Good design considers what visitors to your exhibit will see first. It takes advantage of where the eye may linger or rest. It considers the flow of the experience, or how your customers will digest your story.

As a sponsor to NFL events, including the Super Bowl, Sleep Number’s exhibit included football helmet-shaped structures surrounding their beds.

Woodgrain shelving, a mural of farm fields, and plants in their exhibit help communicate Tastepoint’s commitment to sustainability.

2. “Technology is your friend.”

Good design takes advantage of technology to tell your story. And thankfully, the cost of using technology has declined despite its advances.

Today, there’s so much you can do with digital media to project images and content throughout your exhibit, from using LED tiles to create a living skin to syncing up large-scale monitors to display a powerful image. It’s relatively easy and inexpensive to create a wall of colorful imagery or eye-catching animation. The possibilities are delightfully endless, and more affordable than ever before.

An embedded video wall helps Sick Sensors tell their story with impact and motion. Smaller flatscreen monitors attached to individual products tell their specific stories.

Grayson-Stadler boosts attraction and engagement with four video walls on the corners of the booth perimeter, and multiple monitors for storytelling and demo support on the inside.

The TSI exhibit includes a flat screen monitor displayed like an oversized smart phone, demonstrating how customers can get data reports anywhere they carry their phone.

3. “Every surface is an opportunity.”

Remember that in most cases, when you purchase an exhibit space you not only have the rights to the floor but also the space above it. Think in three dimensions, and take the opportunity to make a stunning impact. You’re limited only by budget and imagination.

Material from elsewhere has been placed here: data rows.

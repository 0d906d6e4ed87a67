use crate::game_state::chess_rules::CASTLING_MOVES;
use crate::game_state::{chess_types::*, game_state::GameState};
use crate::move_generation::legal_move_checks::is_square_attacked;
use crate::move_generation::legal_move_shared::{push_moves_to_targets, target_mask, GenMode};
use crate::moves::bitboard_geometry::square_bit;
use crate::moves::leaper_attacks::king_attacks;
use crate::moves::move_descriptions::{ChessMove, FLAG_CASTLING};

pub fn generate_king_moves(game_state: &GameState, mode: GenMode, out: &mut Vec<ChessMove>) {
    let side = game_state.side_to_move;
    let king_bb = game_state.pieces_of(side, PieceKind::King);
    if king_bb == 0 {
        return;
    }

    let from = king_bb.trailing_zeros() as Square;
    let targets = king_attacks(from) & target_mask(game_state, mode);
    push_moves_to_targets(game_state, from, PieceKind::King, targets, out);

    if mode == GenMode::All {
        generate_castling_moves(game_state, out);
    }
}

/// Castling is fully validated here: the right, both pieces on their home
/// squares, an empty corridor, and no attacked square on the king's path.
fn generate_castling_moves(game_state: &GameState, out: &mut Vec<ChessMove>) {
    let side = game_state.side_to_move;
    let enemy = side.opposite();
    let king = Piece::new(side, PieceKind::King);
    let rook = Piece::new(side, PieceKind::Rook);

    for castle in CASTLING_MOVES.iter().filter(|c| c.color == side) {
        if !game_state.has_castling_right(castle.right)
            || game_state.piece_at(castle.king_from) != Some(king)
            || game_state.piece_at(castle.rook_from) != Some(rook)
            || game_state.occupancy_all & castle.must_be_empty != 0
        {
            continue;
        }
        if castle
            .king_path
            .iter()
            .any(|&sq| is_square_attacked(game_state, sq, enemy))
        {
            continue;
        }
        debug_assert_eq!(game_state.occupancy_all & square_bit(castle.king_to), 0);
        out.push(ChessMove::new(
            castle.king_from,
            castle.king_to,
            PieceKind::King,
            None,
            None,
            FLAG_CASTLING,
        ));
    }
}
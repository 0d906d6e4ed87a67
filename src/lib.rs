//! Crate root module declarations for the Plum Tactics chess engine.
//!
//! This file exposes the top-level subsystems (board state, bitboard move
//! primitives, legal move generation, search, and notation utilities) so the
//! binary, benchmarks, and external tooling can import stable module paths.

pub mod errors;

pub mod game_state {
    pub mod chess_rules;
    pub mod chess_types;
    pub mod game_state;
}

pub mod moves {
    pub mod bitboard_geometry;
    pub mod leaper_attacks;
    pub mod move_descriptions;
    pub mod slider_attacks;
}

pub mod move_generation {
    pub mod legal_move_apply;
    pub mod legal_move_checks;
    pub mod legal_move_generator;
    pub mod legal_move_shared;
    pub mod legal_moves_king;
    pub mod legal_moves_pawn;
    pub mod legal_moves_pieces;
    pub mod perft;
}

pub mod search {
    pub mod board_scoring;
    pub mod iterative_deepening;
    pub mod move_ordering;
    pub mod transposition_table;
    pub mod zobrist;
}

pub mod utils {
    pub mod algebraic;
    pub mod fen_generator;
    pub mod fen_parser;
    pub mod long_algebraic;
    pub mod render_game_state;
}

pub use errors::{ChessError, ChessResult};
pub use game_state::chess_types::{Color, Piece, PieceKind, Square};
pub use game_state::game_state::{GameState, GameStatus};
pub use move_generation::legal_move_apply::{apply_move, apply_move_complete, play_move};
pub use move_generation::legal_move_checks::{is_king_in_check, is_square_attacked};
pub use move_generation::legal_move_generator::generate_legal_moves;
pub use moves::move_descriptions::ChessMove;
pub use search::board_scoring::evaluate;
pub use search::iterative_deepening::{find_best_move, SearchConfig, SearchResult, Searcher};
//! Long algebraic move notation (`e2e4`, `e7e8q`).
//!
//! Parsing resolves the text against the legal move list of the given board,
//! so the returned `ChessMove` carries the correct flags and captured piece.

use crate::errors::{ChessError, ChessResult};
use crate::game_state::{chess_types::*, game_state::GameState};
use crate::move_generation::legal_move_generator::generate_legal_moves;
use crate::moves::move_descriptions::ChessMove;
use crate::utils::algebraic::algebraic_to_square;

pub fn parse_long_algebraic(game_state: &GameState, text: &str) -> ChessResult<ChessMove> {
    let text = text.trim();
    if !text.is_ascii() || (text.len() != 4 && text.len() != 5) {
        return Err(ChessError::InvalidMoveNotation(text.to_owned()));
    }

    let bad = |_| ChessError::InvalidMoveNotation(text.to_owned());
    let from = algebraic_to_square(&text[0..2]).map_err(bad)?;
    let to = algebraic_to_square(&text[2..4]).map_err(bad)?;
    let promotion = match text[4..].chars().next() {
        None => None,
        Some(ch) => match PieceKind::from_fen_char(ch) {
            Some(kind @ (PieceKind::Queen | PieceKind::Rook | PieceKind::Bishop | PieceKind::Knight)) => Some(kind),
            _ => return Err(ChessError::InvalidMoveNotation(text.to_owned())),
        },
    };

    generate_legal_moves(game_state)
        .into_iter()
        .find(|mv| mv.from == from && mv.to == to && mv.promotion_piece == promotion)
        .ok_or_else(|| ChessError::IllegalMove {
            from: text[0..2].to_ascii_lowercase(),
            to: text[2..4].to_ascii_lowercase(),
        })
}

#[inline]
pub fn to_long_algebraic(mv: &ChessMove) -> String {
    mv.to_string()
}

Good design considers every surface—at every dimension—to make this happen. It thinks about image, light and message, as well as how these elements interact with each other. It recognizes that everything your customers experience at your exhibit is a chance to tell your story.

This imaginative, open ceiling structure not only creates visual intrigue and better defines Delta’s booth space, its shadows also create an interesting pattern on the exhibit floor.

Booth visitors experience a strong Uponor brand impression via their logo on the often-overlooked underside of their hanging sign.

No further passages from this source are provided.